Worldwide prevalence of PI3K-AKT-mTOR pathway mutations in head and neck cancer: A systematic review and meta-analysis

A systematic review (SR) and meta-analysis were conducted to determine the prevalence of PI3K-AKT-mTOR signaling pathway mutations in patients with head and neck cancer (HNC). Overall, 105 studies comprising 8630 patients and 1306 mutations were selected. The estimated mutations prevalence was 13 % for PIK3CA (95 % confidence interval [CI] = 11-14; I-2 = 82 %; p < 0.0001), 4% for PTEN (95 % CI = 3-5; I-2 = 55 %; p < 0.0001), 3% for MTOR (95 % CI = 2-4; I-2 = 5%; p = 0.40), and 2% for AKT (95 % CI = 1-2; I-2 = 50 %; p = 0.0001).

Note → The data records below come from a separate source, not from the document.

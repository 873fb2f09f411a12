use std::io::Write;
use std::path::{Path, PathBuf};

use chrono::Utc;
use clap::{Args, Parser, Subcommand};
use dotenvy::dotenv;
use jr_common::advisory::{JournalAnalysisPayload, MatchAnalysisPayload};
use jr_common::catalog::JournalCatalog;
use jr_common::commentary::{Commentary, build_commentary};
use jr_common::comparison::{DimensionDiff, compare_profiles, dimension_diffs};
use jr_common::config::EngineConfig;
use jr_common::keywords::YearRange;
use jr_common::logging::{init_tracing_subscriber, install_tracing_panic_hook};
use jr_common::matching::{KeywordHits, RecommendationCandidate, RecommendationRanker};
use jr_common::radar::{DIMENSION_COUNT, RadarChart, RadarProfile};
use jr_common::survey::{LikertAnswers, SurveyError, SurveyResponse, decode_token, encode_token};
use jr_common::{JournalRow, MetricSet};
use serde::Serialize;

const APP_NAME: &str = "jr-cli";

#[derive(Debug, Parser)]
#[command(
    name = "jr-cli",
    about = "Recommend journals for an author profile and inspect journal metrics"
)]
struct Cli {
    /// JSON file with an array of journal-year metric rows
    #[arg(long, global = true, env = "JR_JOURNALS_FILE")]
    journals: Option<PathBuf>,

    /// Year whose journal keywords are matched (falls back to earlier years).
    /// Defaults to `JR_TARGET_YEAR`, then the current year
    #[arg(long, global = true)]
    target_year: Option<i32>,

    /// First year of per-year keyword data (default `JR_KEYWORD_YEAR_START`)
    #[arg(long, global = true)]
    year_start: Option<i32>,

    /// Last year of per-year keyword data (default `JR_KEYWORD_YEAR_END`)
    #[arg(long, global = true)]
    year_end: Option<i32>,

    /// Maximum number of recommendations (default `JR_MAX_RECOMMENDATIONS`)
    #[arg(long, global = true)]
    limit: Option<usize>,

    #[command(subcommand)]
    command: Command,
}

#[derive(Debug, Subcommand)]
enum Command {
    /// Rank journals for a survey
    Recommend(SurveySource),
    /// Author vs. one journal: match facts for the advisory generator
    Match {
        journal: String,
        #[command(flatten)]
        survey: SurveySource,
    },
    /// Metrics, radar, commentary and keywords of one journal
    Journal { journal: String },
    /// Names of every journal in the catalog
    Journals,
    /// Side-by-side radar comparison of two journals
    Compare { journal_a: String, journal_b: String },
    /// Build a survey token from Likert answers (1-5)
    Survey(SurveyAnswers),
}

#[derive(Debug, Args)]
struct SurveySource {
    /// Survey token as produced by the `survey` command
    #[arg(long, env = "JR_SURVEY_TOKEN", conflicts_with = "survey_file")]
    survey_token: Option<String>,

    /// JSON file with a survey response
    #[arg(long = "survey")]
    survey_file: Option<PathBuf>,
}

#[derive(Debug, Args)]
struct SurveyAnswers {
    /// Research keywords, separated by `;`, `,`, `|`, `/` or new lines
    #[arg(long)]
    keywords: String,
    #[arg(long)]
    novelty: i32,
    #[arg(long)]
    disruption: i32,
    #[arg(long)]
    interdisciplinary: i32,
    #[arg(long)]
    theme_concentration: i32,
    #[arg(long)]
    topic: i32,
    #[arg(long)]
    hot_response: i32,
}

impl SurveyAnswers {
    fn likert(&self) -> LikertAnswers {
        LikertAnswers {
            novelty: self.novelty,
            disruption: self.disruption,
            interdisciplinary: self.interdisciplinary,
            theme_concentration: self.theme_concentration,
            topic: self.topic,
            hot_response: self.hot_response,
        }
    }
}

#[derive(Debug, thiserror::Error)]
enum CliError {
    #[error("failed to read {path}: {source}")]
    Read {
        path: PathBuf,
        source: std::io::Error,
    },
    #[error("io error: {0}")]
    Io(#[from] std::io::Error),
    #[error("json error: {0}")]
    Json(#[from] serde_json::Error),
    #[error("survey error: {0}")]
    Survey(#[from] SurveyError),
    #[error("unknown journal: {0}")]
    UnknownJournal(String),
    #[error("no journal data: pass --journals or set JR_JOURNALS_FILE")]
    MissingJournals,
    #[error("no survey: pass --survey-token or --survey")]
    MissingSurvey,
}

#[derive(Debug, Serialize)]
struct RecommendOutput {
    target_year: i32,
    author_radar: RadarChart,
    author_commentary: Commentary,
    recommendations: Vec<RecommendationCandidate>,
    keyword_hits: Vec<KeywordHits>,
}

#[derive(Debug, Serialize)]
struct JournalOutput {
    #[serde(flatten)]
    analysis: JournalAnalysisPayload,
    years: Vec<JournalYear>,
}

#[derive(Debug, Serialize)]
struct JournalYear {
    year: Option<i32>,
    #[serde(flatten)]
    metrics: MetricSet,
}

#[derive(Debug, Serialize)]
struct CompareSide {
    journal: String,
    year: Option<i32>,
    radar: RadarChart,
    commentary: Commentary,
}

#[derive(Debug, Serialize)]
struct CompareOutput {
    a: CompareSide,
    b: CompareSide,
    lines: Vec<String>,
    dimension_diffs: [DimensionDiff; DIMENSION_COUNT],
}

/// Flags override the environment; the environment is read leniently by
/// [`EngineConfig::from_env`] so bad values fall back to defaults.
fn engine_config(cli: &Cli) -> EngineConfig {
    apply_overrides(cli, EngineConfig::from_env())
}

fn apply_overrides(cli: &Cli, base: EngineConfig) -> EngineConfig {
    EngineConfig {
        target_year: cli.target_year.unwrap_or(base.target_year),
        year_range: YearRange::new(
            cli.year_start.unwrap_or(base.year_range.start()),
            cli.year_end.unwrap_or(base.year_range.end()),
        ),
        max_recommendations: cli
            .limit
            .filter(|n| *n > 0)
            .unwrap_or(base.max_recommendations),
    }
}

fn read_file(path: &Path) -> Result<String, CliError> {
    std::fs::read_to_string(path).map_err(|source| CliError::Read {
        path: path.to_path_buf(),
        source,
    })
}

fn load_catalog(path: Option<&Path>) -> Result<JournalCatalog, CliError> {
    let path = path.ok_or(CliError::MissingJournals)?;
    let rows: Vec<JournalRow> = serde_json::from_str(&read_file(path)?)?;
    tracing::debug!(path = %path.display(), rows = rows.len(), "loaded journal rows");
    Ok(JournalCatalog::new(rows))
}

fn load_survey(source: &SurveySource) -> Result<SurveyResponse, CliError> {
    if let Some(token) = source.survey_token.as_deref() {
        return Ok(decode_token(token)?);
    }
    let path = source.survey_file.as_deref().ok_or(CliError::MissingSurvey)?;
    Ok(serde_json::from_str(&read_file(path)?)?)
}

fn latest_row<'a>(catalog: &'a JournalCatalog, journal: &str) -> Result<&'a JournalRow, CliError> {
    catalog
        .latest_for(journal)
        .ok_or_else(|| CliError::UnknownJournal(journal.trim().to_string()))
}

fn write_json<T: Serialize>(out: &mut dyn Write, value: &T) -> Result<(), CliError> {
    serde_json::to_writer_pretty(&mut *out, value)?;
    writeln!(out)?;
    Ok(())
}

fn recommend(
    config: &EngineConfig,
    catalog: &JournalCatalog,
    survey: &SurveyResponse,
) -> RecommendOutput {
    let author_profile = survey.radar_profile();
    let ranker = RecommendationRanker::new(config.ranking_config());
    let outcome = ranker.rank_with_hits(
        &author_profile,
        &survey.keyword_set(),
        &catalog.candidates(config.year_range),
    );

    RecommendOutput {
        target_year: outcome.target_year,
        author_radar: author_profile.chart(),
        author_commentary: build_commentary(&survey.scores),
        recommendations: outcome.recommendations,
        keyword_hits: outcome.keyword_hits,
    }
}

fn journal_detail(
    config: &EngineConfig,
    catalog: &JournalCatalog,
    journal: &str,
) -> Result<JournalOutput, CliError> {
    let row = latest_row(catalog, journal)?;
    let years = catalog
        .rows_for(journal)
        .into_iter()
        .map(|r| JournalYear {
            year: r.year,
            metrics: r.metrics,
        })
        .collect();

    Ok(JournalOutput {
        analysis: JournalAnalysisPayload::build(row, config.year_range),
        years,
    })
}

We further stratified the available data of the participants according to risk factors and tumor characteristics, including HPV infection, tobacco use, alcohol exposure, TNM stage, and histological tumor differentiation, and performed subgroup analysis. We identified significant associations between PI3K-AKT-mTOR pathway-associated mutations and advanced TNM stage (odds ratio [OR] = 0.20; 95 % CI = 0.09-0.44; I-2 = 71 %; p = 0.0001) and oropharyngeal HPV-positive tumors and PIK3CA mutations (OR = 17.48; 95 % CI = 4.20-72.76; I-2 = 69 %; p < 0.0002). No associations were found between alcohol and tobacco exposure, and tumor differentiation grade. This SR demonstrated that the PI3K-AKT-mTOR pathway emerges as a potential prognostic factor and could offer a molecular basis for future studies on therapeutic targeting in HNC patients.

Automated summary

The systematic review and meta-analysis examined the prevalence of PI3K-AKT-mTOR pathway mutations in head and neck cancer patients, identifying significant associations with advanced TNM stage and oropharyngeal HPV-positive tumors. Different mutation rates were found for genes like PIK3CA and PTEN, showing relevance to tumor characteristics and risk factors. The study suggests that these mutations could serve as potential prognostic factors and may guide future therapeutic targeting in HNC patients.